A few weeks after our last conversation, as the album's early November release date loomed, Wasser and I were exchanging texts about art made during and about the pandemic. I shared that I had just read Carina del Valle Schorske's phenomenal New York Times story about the return of dancing in New York City, and seen the British filmmaker John Akomfrah's video installation "Five Murmurations." She noted that she and Okumu had just confirmed a performance of the new songs at a Tony Allen tribute produced by the London Jazz Festival — which would, in a stroke of synchronicity, take place on the second anniversary of the Villetaneuse session. According to global health statistics, the pandemic was still very much in motion. But increasingly, the creative work made during its deadly first act was beginning to refract the public record and mass memory of the event.
"It's so funny," Wasser wrote. "I was determined to write a collection of songs that never referenced the pandemic — which, of course, I did do. But I still ended up with an album about that very specific time."

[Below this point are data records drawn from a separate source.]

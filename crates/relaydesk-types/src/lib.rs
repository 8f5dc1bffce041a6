//! Shared domain types for Relaydesk.
//!
//! This crate contains the core domain types used across the relay:
//! Client, Message, relay configuration, and their associated error types.
//!
//! Zero infrastructure dependencies -- only serde, chrono, thiserror.

pub mod client;
pub mod config;
pub mod error;
pub mod message;
//! Outbound side of the chat-platform adapter.

use relaydesk_types::error::DeliveryError;

/// Sends text to a chat on the platform.
///
/// Implementations perform a single attempt; the relay engine bounds it with
/// a timeout and never retries.
pub trait Transport: Send + Sync {
    fn send(
        &self,
        chat_id: i64,
        text: &str,
    ) -> impl std::future::Future<Output = Result<(), DeliveryError>> + Send;
}
//! Conversation repository trait definition.
//!
//! Defines the storage interface for clients and their message history.
//! The store is the single source of truth for the relay: the engine keeps
//! no state of its own beyond write locks.

use chrono::{DateTime, Utc};
use relaydesk_types::client::{Client, ClientId};
use relaydesk_types::error::RepositoryError;
use relaydesk_types::message::{Direction, Message};

/// Repository trait for client and message persistence.
///
/// Both write operations must be atomic: a reader never observes a message
/// without the matching client update, or the reverse.
///
/// Uses native async fn in traits (Rust 2024 edition, no async_trait macro).
pub trait ConversationRepository: Send + Sync {
    /// Create the client if absent, otherwise refresh its display name when a
    /// different non-empty value is supplied.
    fn ensure_client(
        &self,
        id: ClientId,
        display_name: Option<&str>,
    ) -> impl std::future::Future<Output = Result<Client, RepositoryError>> + Send;

    /// Append a message, assigning the next id, and advance the client's
    /// `last_contact_at` to `at` if it is newer. Creates the client if needed.
    fn record_message(
        &self,
        client_id: ClientId,
        direction: Direction,
        text: &str,
        at: DateTime<Utc>,
    ) -> impl std::future::Future<Output = Result<Message, RepositoryError>> + Send;

    /// All clients, most recent contact first, ties broken by id ascending.
    fn list_clients(
        &self,
    ) -> impl std::future::Future<Output = Result<Vec<Client>, RepositoryError>> + Send;

    /// The last `limit` messages of a client in chronological order.
    ///
    /// `None` or a non-positive limit returns the full history.
    fn get_history(
        &self,
        client_id: ClientId,
        limit: Option<i64>,
    ) -> impl std::future::Future<Output = Result<Vec<Message>, RepositoryError>> + Send;

    fn client_exists(
        &self,
        id: ClientId,
    ) -> impl std::future::Future<Output = Result<bool, RepositoryError>> + Send;
}
impl MessageRow {
    fn from_row(row: &sqlx::sqlite::SqliteRow) -> Result<Self, sqlx::Error> {
        Ok(Self {
            id: row.try_get("id")?,
            client_id: row.try_get("client_id")?,
            direction: row.try_get("direction")?,
            text: row.try_get("text")?,
            created_at: row.try_get("created_at")?,
        })
    }

    fn into_message(self) -> Result<Message, RepositoryError> {
        let direction: Direction = self
            .direction
            .parse()
            .map_err(|e: String| RepositoryError::Query(e))?;

        Ok(Message {
            id: self.id,
            client_id: ClientId(self.client_id),
            direction,
            text: self.text,
            created_at: parse_datetime(&self.created_at)?,
        })
    }
}

// ---------------------------------------------------------------------------
// Helpers
// ---------------------------------------------------------------------------

fn parse_datetime(s: &str) -> Result<DateTime<Utc>, RepositoryError> {
    DateTime::parse_from_rfc3339(s)
        .map(|dt| dt.with_timezone(&Utc))
        .map_err(|e| RepositoryError::Query(format!("invalid datetime: {e}")))
}

/// Fixed-width UTC form, so lexical order in SQL equals time order.
fn format_datetime(dt: &DateTime<Utc>) -> String {
    dt.to_rfc3339_opts(SecondsFormat::Micros, true)
}

fn db_err(e: sqlx::Error) -> RepositoryError {
    match e {
        sqlx::Error::PoolTimedOut | sqlx::Error::PoolClosed => RepositoryError::Connection,
        other => RepositoryError::Query(other.to_string()),
    }
}

fn rows_to_messages(rows: &[sqlx::sqlite::SqliteRow]) -> Result<Vec<Message>, RepositoryError> {
    let mut messages = Vec::with_capacity(rows.len());
    for row in rows {
        let msg_row = MessageRow::from_row(row).map_err(db_err)?;
        messages.push(msg_row.into_message()?);
    }
    Ok(messages)
}

// ---------------------------------------------------------------------------
// ConversationRepository implementation
// ---------------------------------------------------------------------------

impl ConversationRepository for SqliteConversationRepository {
    async fn ensure_client(
        &self,
        id: ClientId,
        display_name: Option<&str>,
    ) -> Result<Client, RepositoryError> {
        let display_name = display_name.map(str::trim).filter(|n| !n.is_empty());

        let mut tx = self.pool.writer.begin().await.map_err(db_err)?;

        sqlx::query("INSERT INTO clients (id, display_name) VALUES (?, ?) ON CONFLICT (id) DO NOTHING")
            .bind(id.get())
            .bind(display_name.map_or_else(|| Client::fallback_name(id), str::to_string))
            .execute(&mut *tx)
            .await
            .map_err(db_err)?;

        // Always refresh to the latest known name.
        if let Some(name) = display_name {
            sqlx::query("UPDATE clients SET display_name = ? WHERE id = ? AND display_name != ?")
                .bind(name)
                .bind(id.get())
                .bind(name)
                .execute(&mut *tx)
                .await
                .map_err(db_err)?;
        }

        let row = sqlx::query("SELECT id, display_name, last_contact_at FROM clients WHERE id = ?")
            .bind(id.get())
            .fetch_one(&mut *tx)
            .await
            .map_err(db_err)?;

        tx.commit().await.map_err(db_err)?;

        ClientRow::from_row(&row).map_err(db_err)?.into_client()
    }

    async fn record_message(
        &self,
        client_id: ClientId,
        direction: Direction,
        text: &str,
        at: DateTime<Utc>,
    ) -> Result<Message, RepositoryError> {
        // Use a transaction: INSERT message + UPDATE clients.last_contact_at
        let mut tx = self.pool.writer.begin().await.map_err(db_err)?;

        sqlx::query("INSERT INTO clients (id, display_name) VALUES (?, ?) ON CONFLICT (id) DO NOTHING")
            .bind(client_id.get())
            .bind(Client::fallback_name(client_id))
            .execute(&mut *tx)
            .await
            .map_err(db_err)?;

        let last: Option<String> =
            sqlx::query_scalar("SELECT last_contact_at FROM clients WHERE id = ?")
                .bind(client_id.get())
                .fetch_one(&mut *tx)
                .await
                .map_err(db_err)?;
        let last = last.as_deref().map(parse_datetime).transpose()?;

        // Never move backwards: a stale `at` lands at the client's latest
        // timestamp so that (created_at, id) order equals insertion order.
        let at = at.trunc_subsecs(6);
        let created_at = last.map_or(at, |last| last.max(at));

        let result = sqlx::query(
            "INSERT INTO messages (client_id, direction, text, created_at) VALUES (?, ?, ?, ?)",
        )
        .bind(client_id.get())
        .bind(direction.to_string())
        .bind(text)
        .bind(format_datetime(&created_at))
        .execute(&mut *tx)
        .await
        .map_err(db_err)?;
        let id = result.last_insert_rowid();

        sqlx::query("UPDATE clients SET last_contact_at = ? WHERE id = ?")
            .bind(format_datetime(&created_at))
            .bind(client_id.get())
            .execute(&mut *tx)
            .await
            .map_err(db_err)?;

        tx.commit().await.map_err(db_err)?;

        Ok(Message {
            id,
            client_id,
            direction,
            text: text.to_string(),
            created_at,
        })
    }

    async fn list_clients(&self) -> Result<Vec<Client>, RepositoryError> {
        let rows = sqlx::query(
            "SELECT id, display_name, last_contact_at FROM clients
             ORDER BY last_contact_at IS NULL, last_contact_at DESC, id ASC",
        )
        .fetch_all(&self.pool.reader)
        .await
        .map_err(db_err)?;

        let mut clients = Vec::with_capacity(rows.len());
        for row in &rows {
            clients.push(ClientRow::from_row(row).map_err(db_err)?.into_client()?);
        }
        Ok(clients)
    }

    async fn get_history(
        &self,
        client_id: ClientId,
        limit: Option<i64>,
    ) -> Result<Vec<Message>, RepositoryError> {
        let rows = match limit {
            Some(limit) if limit > 0 => {
                sqlx::query(
                    "SELECT * FROM (
                         SELECT * FROM messages WHERE client_id = ?
                         ORDER BY created_at DESC, id DESC LIMIT ?
                     ) ORDER BY created_at ASC, id ASC",
                )
                .bind(client_id.get())
                .bind(limit)
                .fetch_all(&self.pool.reader)
                .await
            }
            _ => {
                sqlx::query(
                    "SELECT * FROM messages WHERE client_id = ? ORDER BY created_at ASC, id ASC",
                )
                .bind(client_id.get())
                .fetch_all(&self.pool.reader)
                .await
            }
        }
        .map_err(db_err)?;

        rows_to_messages(&rows)
    }

    async fn client_exists(&self, id: ClientId) -> Result<bool, RepositoryError> {
        let exists: i64 = sqlx::query_scalar("SELECT EXISTS (SELECT 1 FROM clients WHERE id = ?)")
            .bind(id.get())
            .fetch_one(&self.pool.reader)
            .await
            .map_err(db_err)?;
        Ok(exists != 0)
    }
}
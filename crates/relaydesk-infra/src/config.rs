//! Configuration loader for Relaydesk.
//!
//! Reads `config.toml` from the data directory (`~/.relaydesk/` in production)
//! and deserializes it into [`RelayConfig`]. Falls back to sensible defaults
//! when the file is missing or malformed.

use std::path::{Path, PathBuf};

use relaydesk_types::config::RelayConfig;

/// Name of the SQLite database file inside the data directory.
pub const DATABASE_FILE: &str = "relaydesk.db";

/// Resolve the data directory.
///
/// `RELAYDESK_DATA_DIR` wins, then `~/.relaydesk`, then `./.relaydesk`.
pub fn resolve_data_dir() -> PathBuf {
    if let Ok(dir) = std::env::var("RELAYDESK_DATA_DIR") {
        return PathBuf::from(dir);
    }

    if let Some(home) = dirs::home_dir() {
        return home.join(".relaydesk");
    }

    PathBuf::from(".relaydesk")
}

/// Default database location inside `data_dir`.
pub fn default_database_path(data_dir: &Path) -> PathBuf {
    data_dir.join(DATABASE_FILE)
}

/// Load relay configuration from `{data_dir}/config.toml`.
///
/// - If the file does not exist, returns [`RelayConfig::default()`].
/// - If the file exists but fails to parse, logs a warning and returns the default.
/// - If the file exists and parses successfully, returns the parsed config.
pub async fn load_relay_config(data_dir: &Path) -> RelayConfig {
    let config_path = data_dir.join("config.toml");

    let content = match tokio::fs::read_to_string(&config_path).await {
        Ok(content) => content,
        Err(err) if err.kind() == std::io::ErrorKind::NotFound => {
            tracing::debug!("No config.toml found at {}, using defaults", config_path.display());
            return RelayConfig::default();
        }
        Err(err) => {
            tracing::warn!("Failed to read {}: {err}, using defaults", config_path.display());
            return RelayConfig::default();
        }
    };

    match toml::from_str::<RelayConfig>(&content) {
        Ok(config) => config,
        Err(err) => {
            tracing::warn!(
                "Failed to parse {}: {err}, using defaults",
                config_path.display()
            );
            RelayConfig::default()
        }
    }
}

#[cfg(test)]
mod tests {
    use super::*;
    use tempfile::TempDir;

    #[tokio::test]
    async fn load_relay_config_missing_file_returns_default() {
        let tmp = TempDir::new().unwrap();
        let config = load_relay_config(tmp.path()).await;
        assert_eq!(config, RelayConfig::default());
    }

    #[tokio::test]
    async fn load_relay_config_valid_toml_returns_parsed() {
        let tmp = TempDir::new().unwrap();
        tokio::fs::write(
            tmp.path().join("config.toml"),
            r#"
history_default_count = 10
client_list_limit = 5
greeting = "Welcome!"
"#,
        )
        .await
        .unwrap();

        let config = load_relay_config(tmp.path()).await;
        assert_eq!(config.history_default_count, 10);
        assert_eq!(config.client_list_limit, 5);
        assert_eq!(config.greeting, "Welcome!");
        assert_eq!(config.history_max_count, 100);
    }

    #[tokio::test]
    async fn load_relay_config_invalid_toml_returns_default() {
        let tmp = TempDir::new().unwrap();
        tokio::fs::write(tmp.path().join("config.toml"), "this is not { valid toml !!!")
            .await
            .unwrap();

        let config = load_relay_config(tmp.path()).await;
        assert_eq!(config, RelayConfig::default());
    }

    #[test]
    fn default_database_path_is_inside_data_dir() {
        let path = default_database_path(Path::new("/var/lib/relaydesk"));
        assert_eq!(path, PathBuf::from("/var/lib/relaydesk/relaydesk.db"));
    }
}
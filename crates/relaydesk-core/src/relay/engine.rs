//! Relay engine: client -> administrator forwarding and administrator command
//! dispatch.
//!
//! Every flow persists first and delivers second. A delivery failure never
//! rolls back the write; it is returned as `RelayError::Delivery` carrying the
//! id of the stored message. Writes for one client are serialized through a
//! per-client lock that is released before any network call starts.

use std::sync::Arc;
use std::time::Duration;

use chrono::{DateTime, Utc};
use dashmap::DashMap;
use relaydesk_types::client::{Client, ClientId};
use relaydesk_types::config::RelayConfig;
use relaydesk_types::error::{DeliveryError, RelayError};
use relaydesk_types::message::{Direction, Message};
use tokio::sync::{Mutex, OwnedMutexGuard};

use crate::command::{Command, CommandRouter};
use crate::repository::conversation::ConversationRepository;
use crate::transport::Transport;

use super::render;

/// Successful outcome of an administrator message.
#[derive(Debug, Clone, PartialEq)]
pub enum AdminReply {
    /// A `/reply` was stored and delivered.
    Delivered(Message),
    /// `/clients`: at most `client_list_limit` clients out of `total`.
    Clients {
        clients: Vec<Client>,
        total: usize,
        as_of: DateTime<Utc>,
    },
    /// `/history`: chronological transcript.
    Transcript {
        client_id: ClientId,
        messages: Vec<Message>,
    },
    /// The text was not a relay command. Nothing was stored or forwarded.
    NotACommand,
}

/// Held per-client write lock. Dropping it releases the lock and removes the
/// map entry once no other task holds or awaits it.
struct ClientLock<'a> {
    locks: &'a DashMap<ClientId, Arc<Mutex<()>>>,
    client_id: ClientId,
    guard: Option<OwnedMutexGuard<()>>,
}

impl Drop for ClientLock<'_> {
    fn drop(&mut self) {
        drop(self.guard.take());
        self.locks
            .remove_if(&self.client_id, |_, lock| Arc::strong_count(lock) == 1);
    }
}

/// Orchestrates the conversation store and the chat-platform transport.
///
/// Generic over repository and transport traits to maintain clean
/// architecture -- relaydesk-core never depends on relaydesk-infra.
pub struct RelayEngine<R: ConversationRepository, T: Transport> {
    repo: R,
    transport: T,
    admin_chat_id: i64,
    router: CommandRouter,
    delivery_timeout: Duration,
    client_list_limit: usize,
    write_locks: DashMap<ClientId, Arc<Mutex<()>>>,
}

impl<R: ConversationRepository, T: Transport> RelayEngine<R, T> {
    /// Create a new RelayEngine.
    ///
    /// - `admin_chat_id`: the single chat allowed to issue commands and
    ///   receive forwarded client messages
    /// - `config`: history defaults, delivery timeout, list limit
    pub fn new(repo: R, transport: T, admin_chat_id: i64, config: &RelayConfig) -> Self {
        Self {
            repo,
            transport,
            admin_chat_id,
            router: CommandRouter::new(config.history_default_count, config.history_max_count),
            delivery_timeout: config.delivery_timeout(),
            client_list_limit: config.client_list_limit,
            write_locks: DashMap::new(),
        }
    }

    /// Override the delivery timeout.
    pub fn with_delivery_timeout(mut self, timeout: Duration) -> Self {
        self.delivery_timeout = timeout;
        self
    }

    pub fn admin_chat_id(&self) -> i64 {
        self.admin_chat_id
    }

    pub fn repository(&self) -> &R {
        &self.repo
    }

    async fn lock_client(&self, client_id: ClientId) -> ClientLock<'_> {
        let lock = self.write_locks.entry(client_id).or_default().clone();
        ClientLock {
            locks: &self.write_locks,
            client_id,
            guard: Some(lock.lock_owned().await),
        }
    }

    /// Single bounded delivery attempt.
    async fn deliver(&self, chat_id: i64, text: &str) -> Result<(), DeliveryError> {
        match tokio::time::timeout(self.delivery_timeout, self.transport.send(chat_id, text)).await
        {
            Ok(result) => result,
            Err(_) => Err(DeliveryError::Timeout(self.delivery_timeout)),
        }
    }

    /// Record an inbound client message and forward it to the administrator.
    ///
    /// Returns the stored message. If forwarding fails the message stays
    /// stored, the failure is logged, and `RelayError::Delivery` is returned;
    /// the client is never told.
    pub async fn on_client_message(
        &self,
        client_id: ClientId,
        display_name_hint: Option<&str>,
        text: &str,
        at: DateTime<Utc>,
    ) -> Result<Message, RelayError> {
        let (client, message) = {
            let _guard = self.lock_client(client_id).await;
            let client = self.repo.ensure_client(client_id, display_name_hint).await?;
            let message = self
                .repo
                .record_message(client_id, Direction::Inbound, text, at)
                .await?;
            (client, message)
        };

        tracing::info!(client_id = %client_id, message_id = message.id, "client message recorded");

        let notice = render::inbound_notice(&client, &message);
        if let Err(source) = self.deliver(self.admin_chat_id, &notice).await {
            tracing::error!(
                client_id = %client_id,
                message_id = message.id,
                error = %source,
                "failed to forward client message to administrator"
            );
            return Err(RelayError::Delivery {
                message_id: message.id,
                source,
            });
        }

        Ok(message)
    }

    /// Interpret one line of administrator text.
    ///
    /// `at` is both the timestamp for an outbound reply and the reference
    /// time for rendering contact ages.
    pub async fn on_admin_text(
        &self,
        text: &str,
        at: DateTime<Utc>,
    ) -> Result<AdminReply, RelayError> {
        match self.router.parse(text) {
            Command::Reply { client_id, text } => self.reply(client_id, &text, at).await,
            Command::ListClients => self.list_clients(at).await,
            Command::FetchHistory { client_id, count } => self.history(client_id, count).await,
            Command::Unrecognized => Ok(AdminReply::NotACommand),
            Command::Malformed { reason } => Err(RelayError::MalformedCommand(reason)),
        }
    }

    async fn reply(
        &self,
        client_id: ClientId,
        text: &str,
        at: DateTime<Utc>,
    ) -> Result<AdminReply, RelayError> {
        let message = {
            let _guard = self.lock_client(client_id).await;
            if !self.repo.client_exists(client_id).await? {
                return Err(RelayError::UnknownClient(client_id));
            }
            self.repo
                .record_message(client_id, Direction::Outbound, text, at)
                .await?
        };

        if let Err(source) = self.deliver(client_id.get(), text).await {
            tracing::warn!(
                client_id = %client_id,
                message_id = message.id,
                error = %source,
                "reply stored but not delivered"
            );
            return Err(RelayError::Delivery {
                message_id: message.id,
                source,
            });
        }

        tracing::info!(client_id = %client_id, message_id = message.id, "reply delivered");
        Ok(AdminReply::Delivered(message))
    }

    async fn list_clients(&self, as_of: DateTime<Utc>) -> Result<AdminReply, RelayError> {
        let mut clients = self.repo.list_clients().await?;
        let total = clients.len();
        clients.truncate(self.client_list_limit);
        Ok(AdminReply::Clients {
            clients,
            total,
            as_of,
        })
    }

    async fn history(&self, client_id: ClientId, count: u32) -> Result<AdminReply, RelayError> {
        if !self.repo.client_exists(client_id).await? {
            return Err(RelayError::UnknownClient(client_id));
        }
        let messages = self
            .repo
            .get_history(client_id, Some(i64::from(count)))
            .await?;
        Ok(AdminReply::Transcript {
            client_id,
            messages,
        })
    }

    /// Send text to the administrator chat (command results, notices).
    pub async fn notify_admin(&self, text: &str) -> Result<(), DeliveryError> {
        self.deliver(self.admin_chat_id, text).await
    }

    /// Send unrecorded service text (e.g. the greeting) to a client.
    pub async fn send_service_text(
        &self,
        client_id: ClientId,
        text: &str,
    ) -> Result<(), DeliveryError> {
        self.deliver(client_id.get(), text).await
    }
}
//! Telegram Bot API wire types (the subset the relay reads).

use chrono::{DateTime, Utc};
use relaydesk_types::client::{Client, ClientId};
use relaydesk_types::message::InboundEvent;
use serde::Deserialize;

/// Envelope of every Bot API response.
#[derive(Debug, Deserialize)]
pub struct ApiResponse<T> {
    pub ok: bool,
    pub result: Option<T>,
    #[serde(default)]
    pub description: Option<String>,
    #[serde(default)]
    pub error_code: Option<i64>,
}

#[derive(Debug, Clone, Deserialize)]
pub struct Update {
    pub update_id: i64,
    #[serde(default)]
    pub message: Option<TelegramMessage>,
}

#[derive(Debug, Clone, Deserialize)]
pub struct TelegramMessage {
    pub message_id: i64,
    /// Unix seconds.
    pub date: i64,
    pub chat: Chat,
    #[serde(default)]
    pub from: Option<User>,
    #[serde(default)]
    pub text: Option<String>,
}

#[derive(Debug, Clone, Deserialize)]
pub struct Chat {
    pub id: i64,
    #[serde(rename = "type")]
    pub kind: String,
}

#[derive(Debug, Clone, Deserialize)]
pub struct User {
    pub id: i64,
    #[serde(default)]
    pub is_bot: bool,
    #[serde(default)]
    pub first_name: String,
    #[serde(default)]
    pub last_name: Option<String>,
    #[serde(default)]
    pub username: Option<String>,
}

impl User {
    /// Full name if known, else `@username`, else `ID: <id>`.
    pub fn display_name(&self) -> String {
        let full_name = [Some(self.first_name.as_str()), self.last_name.as_deref()]
            .into_iter()
            .flatten()
            .map(str::trim)
            .filter(|part| !part.is_empty())
            .collect::<Vec<_>>()
            .join(" ");

        if !full_name.is_empty() {
            full_name
        } else if let Some(username) = self.username.as_deref().filter(|u| !u.is_empty()) {
            format!("@{username}")
        } else {
            Client::fallback_name(ClientId(self.id))
        }
    }
}

impl Update {
    /// Whether the update came from a one-to-one chat with the bot.
    pub fn is_private_chat(&self) -> bool {
        self.message
            .as_ref()
            .is_some_and(|m| m.chat.kind == "private")
    }

    /// Convert a text message into an inbound event keyed by chat id.
    ///
    /// Returns `None` for non-message updates and for media without text.
    pub fn text_event(&self) -> Option<InboundEvent> {
        let message = self.message.as_ref()?;
        let text = message.text.as_ref()?;

        Some(InboundEvent {
            sender_id: ClientId(message.chat.id),
            sender_display_name: message.from.as_ref().map(User::display_name),
            text: text.clone(),
            timestamp: DateTime::<Utc>::from_timestamp(message.date, 0).unwrap_or_else(Utc::now),
        })
    }
}
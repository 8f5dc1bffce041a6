//! Observability setup for Relaydesk: structured logging and optional
//! OpenTelemetry span export.

pub mod tracing_setup;
//! Client identity types for Relaydesk.
//!
//! A client is an external party talking to the administrator through the
//! relay. Its identifier is the chat-platform id and never changes.

use chrono::{DateTime, Utc};
use serde::{Deserialize, Serialize};

use std::fmt;
use std::num::ParseIntError;
use std::str::FromStr;

/// Stable chat-platform identifier of a client.
///
/// Telegram chat ids are signed 64-bit integers (group chats are negative).
#[derive(Debug, Clone, Copy, PartialEq, Eq, Hash, PartialOrd, Ord, Serialize, Deserialize)]
#[serde(transparent)]
pub struct ClientId(pub i64);

impl ClientId {
    /// The raw platform id.
    pub fn get(self) -> i64 {
        self.0
    }
}

impl fmt::Display for ClientId {
    fn fmt(&self, f: &mut fmt::Formatter<'_>) -> fmt::Result {
        write!(f, "{}", self.0)
    }
}

impl FromStr for ClientId {
    type Err = ParseIntError;

    fn from_str(s: &str) -> Result<Self, Self::Err> {
        Ok(Self(s.trim().parse()?))
    }
}

/// A known client.
///
/// Created the first time a message referencing it is recorded. The
/// `display_name` is refreshed whenever a newer value arrives.
#[derive(Debug, Clone, PartialEq, Eq, Serialize, Deserialize)]
pub struct Client {
    pub id: ClientId,
    /// Best-known human-readable label.
    pub display_name: String,
    /// Timestamp of the newest message in either direction, `None` until the
    /// first message is recorded.
    pub last_contact_at: Option<DateTime<Utc>>,
}

impl Client {
    /// Label used when nothing better is known about a client.
    pub fn fallback_name(id: ClientId) -> String {
        format!("ID: {id}")
    }
}

#[cfg(test)]
mod tests {
    use super::*;

    #[test]
    fn test_client_id_parse() {
        assert_eq!("42".parse::<ClientId>().unwrap(), ClientId(42));
        assert_eq!(" -100123 ".parse::<ClientId>().unwrap(), ClientId(-100123));
        assert!("abc".parse::<ClientId>().is_err());
        assert!("".parse::<ClientId>().is_err());
    }

    #[test]
    fn test_client_id_serde_transparent() {
        let json = serde_json::to_string(&ClientId(7)).unwrap();
        assert_eq!(json, "7");
    }

    #[test]
    fn test_fallback_name() {
        assert_eq!(Client::fallback_name(ClientId(99)), "ID: 99");
    }
}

Reflecting on Allen, her tone has an exceptional warmth. She speaks of an "indescribable" cognitive camaraderie that clicked from the very first moment, like meeting a mirror: "I felt such a kinship to the way he lived his life, which feels a little bit like how I live my life," she said at one point. "Like, oh, there's this other project that has nothing to do with anything I've ever done? That's what I want to do, because that's how I feel." If it was a familiar restlessness that guided one of her heroes into the studio with her, the same restlessness attended her side in the months that followed, as she was left to steer his parting creative act through an ocean of loss.
The Solution Is Restless is finished now, released into a world without Tony Allen. On the one hand, its completion leaves Wasser no solution. On the other, the solution is the music, which has been guiding her all along.